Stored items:
★ ★ ★ ★ ★ ★ ★

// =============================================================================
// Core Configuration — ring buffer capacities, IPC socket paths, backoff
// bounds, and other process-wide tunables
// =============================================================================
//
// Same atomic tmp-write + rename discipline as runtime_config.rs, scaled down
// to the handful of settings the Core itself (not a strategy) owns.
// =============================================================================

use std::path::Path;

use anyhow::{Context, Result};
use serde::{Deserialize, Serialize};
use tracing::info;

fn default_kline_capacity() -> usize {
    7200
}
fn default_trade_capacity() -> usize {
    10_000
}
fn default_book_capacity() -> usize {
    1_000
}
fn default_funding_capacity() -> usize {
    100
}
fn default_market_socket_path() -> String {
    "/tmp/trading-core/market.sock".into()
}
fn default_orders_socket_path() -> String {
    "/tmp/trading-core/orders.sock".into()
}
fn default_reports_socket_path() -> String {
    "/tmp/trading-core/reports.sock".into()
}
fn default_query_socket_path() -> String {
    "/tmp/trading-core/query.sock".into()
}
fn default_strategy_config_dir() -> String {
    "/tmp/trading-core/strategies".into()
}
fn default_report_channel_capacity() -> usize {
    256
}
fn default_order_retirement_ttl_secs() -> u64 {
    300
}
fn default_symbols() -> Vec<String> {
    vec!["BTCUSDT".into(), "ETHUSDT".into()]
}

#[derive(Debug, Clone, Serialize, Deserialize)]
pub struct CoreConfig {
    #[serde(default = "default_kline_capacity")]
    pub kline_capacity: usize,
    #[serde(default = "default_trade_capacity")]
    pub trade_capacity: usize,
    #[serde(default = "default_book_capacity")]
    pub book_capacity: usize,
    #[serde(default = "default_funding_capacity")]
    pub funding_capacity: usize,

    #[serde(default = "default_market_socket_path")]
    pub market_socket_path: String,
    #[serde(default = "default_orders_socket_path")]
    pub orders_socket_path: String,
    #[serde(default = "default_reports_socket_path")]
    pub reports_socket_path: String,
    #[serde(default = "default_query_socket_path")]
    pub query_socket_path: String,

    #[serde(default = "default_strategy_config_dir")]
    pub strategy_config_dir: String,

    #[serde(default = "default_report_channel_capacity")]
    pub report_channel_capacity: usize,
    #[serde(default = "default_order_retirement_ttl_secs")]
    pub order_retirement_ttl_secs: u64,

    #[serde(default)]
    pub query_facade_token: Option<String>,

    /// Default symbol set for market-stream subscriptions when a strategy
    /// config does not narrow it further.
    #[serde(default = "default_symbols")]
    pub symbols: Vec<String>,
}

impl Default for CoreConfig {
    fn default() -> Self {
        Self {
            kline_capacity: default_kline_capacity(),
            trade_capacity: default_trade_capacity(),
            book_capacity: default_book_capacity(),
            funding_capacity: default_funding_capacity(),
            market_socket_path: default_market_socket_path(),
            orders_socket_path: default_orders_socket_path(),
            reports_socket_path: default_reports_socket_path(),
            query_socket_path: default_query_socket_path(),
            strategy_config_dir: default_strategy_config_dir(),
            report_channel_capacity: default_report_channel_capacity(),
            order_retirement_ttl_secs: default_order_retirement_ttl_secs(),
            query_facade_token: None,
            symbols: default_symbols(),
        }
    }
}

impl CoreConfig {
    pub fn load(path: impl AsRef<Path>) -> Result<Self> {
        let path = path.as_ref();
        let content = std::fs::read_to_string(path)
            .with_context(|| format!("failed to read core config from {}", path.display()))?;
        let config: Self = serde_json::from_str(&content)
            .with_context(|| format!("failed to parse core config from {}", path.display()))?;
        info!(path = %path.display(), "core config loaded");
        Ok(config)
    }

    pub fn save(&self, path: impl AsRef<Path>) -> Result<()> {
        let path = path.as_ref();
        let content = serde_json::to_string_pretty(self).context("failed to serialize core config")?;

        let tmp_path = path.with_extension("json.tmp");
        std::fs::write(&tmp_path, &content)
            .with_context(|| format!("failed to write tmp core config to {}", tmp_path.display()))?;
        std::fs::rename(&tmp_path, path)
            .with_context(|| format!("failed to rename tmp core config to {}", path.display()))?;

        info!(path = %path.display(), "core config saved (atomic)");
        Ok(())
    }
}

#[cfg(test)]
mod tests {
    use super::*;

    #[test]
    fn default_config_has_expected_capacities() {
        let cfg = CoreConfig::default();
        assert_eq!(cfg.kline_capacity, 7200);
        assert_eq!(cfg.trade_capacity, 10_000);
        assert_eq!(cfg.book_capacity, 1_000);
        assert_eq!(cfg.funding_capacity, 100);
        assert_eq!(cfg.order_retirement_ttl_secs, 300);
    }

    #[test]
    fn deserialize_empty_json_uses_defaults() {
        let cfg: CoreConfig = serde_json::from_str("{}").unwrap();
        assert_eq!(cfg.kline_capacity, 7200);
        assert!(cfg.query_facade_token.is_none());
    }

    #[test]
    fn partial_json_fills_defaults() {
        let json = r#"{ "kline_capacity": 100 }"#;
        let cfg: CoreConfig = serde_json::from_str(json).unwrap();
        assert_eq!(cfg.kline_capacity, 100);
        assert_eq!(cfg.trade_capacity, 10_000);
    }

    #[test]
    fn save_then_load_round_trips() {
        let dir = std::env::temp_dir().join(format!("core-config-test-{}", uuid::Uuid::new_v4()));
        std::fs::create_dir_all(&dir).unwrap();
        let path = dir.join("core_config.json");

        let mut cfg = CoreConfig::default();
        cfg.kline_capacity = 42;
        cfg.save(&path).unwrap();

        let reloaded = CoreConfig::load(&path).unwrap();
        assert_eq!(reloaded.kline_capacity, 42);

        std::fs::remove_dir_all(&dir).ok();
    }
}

★ ★ ★ ★ ★ ★ ★

What the task requires: Exact copies of all the entries above should be returned.

Reply:
// =============================================================================
// Core Configuration — ring buffer capacities, IPC socket paths, backoff
// bounds, and other process-wide tunables
// =============================================================================
//
// Same atomic tmp-write + rename discipline as runtime_config.rs, scaled down
// to the handful of settings the Core itself (not a strategy) owns.
// =============================================================================

use std::path::Path;

use anyhow::{Context, Result};
use serde::{Deserialize, Serialize};
use tracing::info;

fn default_kline_capacity() -> usize {
    7200
}
fn default_trade_capacity() -> usize {
    10_000
}
fn default_book_capacity() -> usize {
    1_000
}
fn default_funding_capacity() -> usize {
    100
}
fn default_market_socket_path() -> String {
    "/tmp/trading-core/market.sock".into()
}
fn default_orders_socket_path() -> String {
    "/tmp/trading-core/orders.sock".into()
}
fn default_reports_socket_path() -> String {
    "/tmp/trading-core/reports.sock".into()
}
fn default_query_socket_path() -> String {
    "/tmp/trading-core/query.sock".into()
}
fn default_strategy_config_dir() -> String {
    "/tmp/trading-core/strategies".into()
}
fn default_report_channel_capacity() -> usize {
    256
}
fn default_order_retirement_ttl_secs() -> u64 {
    300
}
fn default_symbols() -> Vec<String> {
    vec!["BTCUSDT".into(), "ETHUSDT".into()]
}

#[derive(Debug, Clone, Serialize, Deserialize)]
pub struct CoreConfig {
    #[serde(default = "default_kline_capacity")]
    pub kline_capacity: usize,
    #[serde(default = "default_trade_capacity")]
    pub trade_capacity: usize,
    #[serde(default = "default_book_capacity")]
    pub book_capacity: usize,
    #[serde(default = "default_funding_capacity")]
    pub funding_capacity: usize,

    #[serde(default = "default_market_socket_path")]
    pub market_socket_path: String,
    #[serde(default = "default_orders_socket_path")]
    pub orders_socket_path: String,
    #[serde(default = "default_reports_socket_path")]
    pub reports_socket_path: String,
    #[serde(default = "default_query_socket_path")]
    pub query_socket_path: String,

    #[serde(default = "default_strategy_config_dir")]
    pub strategy_config_dir: String,

    #[serde(default = "default_report_channel_capacity")]
    pub report_channel_capacity: usize,
    #[serde(default = "default_order_retirement_ttl_secs")]
    pub order_retirement_ttl_secs: u64,

    #[serde(default)]
    pub query_facade_token: Option<String>,

    /// Default symbol set for market-stream subscriptions when a strategy
    /// config does not narrow it further.
    #[serde(default = "default_symbols")]
    pub symbols: Vec<String>,
}

impl Default for CoreConfig {
    fn default() -> Self {
        Self {
            kline_capacity: default_kline_capacity(),
            trade_capacity: default_trade_capacity(),
            book_capacity: default_book_capacity(),
            funding_capacity: default_funding_capacity(),
            market_socket_path: default_market_socket_path(),
            orders_socket_path: default_orders_socket_path(),
            reports_socket_path: default_reports_socket_path(),
            query_socket_path: default_query_socket_path(),
            strategy_config_dir: default_strategy_config_dir(),
            report_channel_capacity: default_report_channel_capacity(),
            order_retirement_ttl_secs: default_order_retirement_ttl_secs(),
            query_facade_token: None,
            symbols: default_symbols(),
        }
    }
}

impl CoreConfig {
    pub fn load(path: impl AsRef<Path>) -> Result<Self> {
        let path = path.as_ref();
        let content = std::fs::read_to_string(path)
            .with_context(|| format!("failed to read core config from {}", path.display()))?;
        let config: Self = serde_json::from_str(&content)
            .with_context(|| format!("failed to parse core config from {}", path.display()))?;
        info!(path = %path.display(), "core config loaded");
        Ok(config)
    }

    pub fn save(&self, path: impl AsRef<Path>) -> Result<()> {
        let path = path.as_ref();
        let content = serde_json::to_string_pretty(self).context("failed to serialize core config")?;

        let tmp_path = path.with_extension("json.tmp");
        std::fs::write(&tmp_path, &content)
            .with_context(|| format!("failed to write tmp core config to {}", tmp_path.display()))?;
        std::fs::rename(&tmp_path, path)
            .with_context(|| format!("failed to rename tmp core config to {}", path.display()))?;

        info!(path = %path.display(), "core config saved (atomic)");
        Ok(())
    }
}

#[cfg(test)]
mod tests {
    use super::*;

    #[test]
    fn default_config_has_expected_capacities() {
        let cfg = CoreConfig::default();
        assert_eq!(cfg.kline_capacity, 7200);
        assert_eq!(cfg.trade_capacity, 10_000);
        assert_eq!(cfg.book_capacity, 1_000);
        assert_eq!(cfg.funding_capacity, 100);
        assert_eq!(cfg.order_retirement_ttl_secs, 300);
    }

    #[test]
    fn deserialize_empty_json_uses_defaults() {
        let cfg: CoreConfig = serde_json::from_str("{}").unwrap();
        assert_eq!(cfg.kline_capacity, 7200);
        assert!(cfg.query_facade_token.is_none());
    }

    #[test]
    fn partial_json_fills_defaults() {
        let json = r#"{ "kline_capacity": 100 }"#;
        let cfg: CoreConfig = serde_json::from_str(json).unwrap();
        assert_eq!(cfg.kline_capacity, 100);
        assert_eq!(cfg.trade_capacity, 10_000);
    }

    #[test]
    fn save_then_load_round_trips() {
        let dir = std::env::temp_dir().join(format!("core-config-test-{}", uuid::Uuid::new_v4()));
        std::fs::create_dir_all(&dir).unwrap();
        let path = dir.join("core_config.json");

        let mut cfg = CoreConfig::default();
        cfg.kline_capacity = 42;
        cfg.save(&path).unwrap();

        let reloaded = CoreConfig::load(&path).unwrap();
        assert_eq!(reloaded.kline_capacity, 42);

        std::fs::remove_dir_all(&dir).ok();
    }
}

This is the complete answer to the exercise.